[Records from a data source]

*****

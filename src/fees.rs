//! Transaction fee estimates for a set of trade instructions.

use std::fmt;

use crate::rebalance::TradeInstruction;

/// Flat percentage fee model, expressed in basis points of traded notional,
/// with an optional per-trade minimum (in quote currency).
///
/// ```
/// use cryptofolio::FeeModel;
///
/// // 0.1% taker fee
/// let model = FeeModel { fee_bps: 10, slippage_bps: 0, min_fee: 0.0 };
/// assert_eq!(model.cost(2_000.0), 2.0);
/// ```
#[derive(Clone, Debug, PartialEq)]
#[cfg_attr(feature = "serde", derive(serde::Serialize, serde::Deserialize))]
pub struct FeeModel {
    /// Exchange fee in basis points (1 bps = 0.01%)
    pub fee_bps: u32,
    /// Slippage estimate in basis points
    pub slippage_bps: u32,
    /// Minimum fee per trade
    pub min_fee: f64,
}

impl FeeModel {
    /// A zero-cost model (no fees, no slippage).
    pub fn zero() -> Self {
        Self {
            fee_bps: 0,
            slippage_bps: 0,
            min_fee: 0.0,
        }
    }

    /// Exchange fee alone for a trade of `quote_amount`.
    pub fn fee(&self, quote_amount: f64) -> f64 {
        let bps = quote_amount.abs() * self.fee_bps as f64 / 10_000.0;
        bps.max(self.min_fee)
    }

    /// Estimated slippage for a trade of `quote_amount`.
    pub fn slippage(&self, quote_amount: f64) -> f64 {
        quote_amount.abs() * self.slippage_bps as f64 / 10_000.0
    }

    /// Total expected cost (fee plus slippage) of one trade.
    pub fn cost(&self, quote_amount: f64) -> f64 {
        self.fee(quote_amount) + self.slippage(quote_amount)
    }

    /// Sum fees and slippage over a set of instructions.
    pub fn estimate(&self, trades: &[TradeInstruction]) -> FeeEstimate {
        trades.iter().fold(FeeEstimate::default(), |acc, t| FeeEstimate {
            fees: acc.fees + self.fee(t.quote_amount),
            slippage: acc.slippage + self.slippage(t.quote_amount),
        })
    }
}

impl Default for FeeModel {
    fn default() -> Self {
        Self::zero()
    }
}

/// Aggregate estimated execution cost, in quote currency.
#[derive(Clone, Copy, Debug, Default, PartialEq)]
#[cfg_attr(feature = "serde", derive(serde::Serialize))]
pub struct FeeEstimate {
    pub fees: f64,
    pub slippage: f64,
}

impl FeeEstimate {
    pub fn total(&self) -> f64 {
        self.fees + self.slippage
    }
}

impl fmt::Display for FeeEstimate {
    fn fmt(&self, f: &mut fmt::Formatter<'_>) -> fmt::Result {
        write!(
            f,
            "{:.2} fees + {:.2} slippage = {:.2}",
            self.fees,
            self.slippage,
            self.total()
        )
    }
}
//! cryptofolio-rebalancer: periodic target-weight rebalancing of a crypto basket.
//!
//! Reads the basket and schedule from a TOML file, pulls a snapshot from a
//! market/position source, computes trades with the `cryptofolio` core,
//! submits them to an execution venue, and records every step in a JSONL
//! audit trail.

pub mod audit;
pub mod config;
pub mod cycle;
pub mod error;
pub mod scheduler;
pub mod source;
//! Trade side: Buy or Sell

use std::fmt;

/// Direction of a trade instruction.
#[derive(Clone, Copy, Debug, PartialEq, Eq, Hash)]
#[cfg_attr(feature = "serde", derive(serde::Serialize, serde::Deserialize))]
pub enum Side {
    Buy,
    Sell,
}

impl Side {
    /// Returns the opposite side.
    #[inline]
    pub fn opposite(self) -> Self {
        match self {
            Side::Buy => Side::Sell,
            Side::Sell => Side::Buy,
        }
    }

    /// +1.0 for buys, -1.0 for sells.
    #[inline]
    pub fn sign(self) -> f64 {
        match self {
            Side::Buy => 1.0,
            Side::Sell => -1.0,
        }
    }
}

impl fmt::Display for Side {
    fn fmt(&self, f: &mut fmt::Formatter<'_>) -> fmt::Result {
        let s = match self {
            Side::Buy => "BUY",
            Side::Sell => "SELL",
        };
        f.pad(s)
    }
}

*****

> **Work to complete**
Within the records, on how many lines does the word "trades" appear? Provide the number alone.

> **Task answer**
3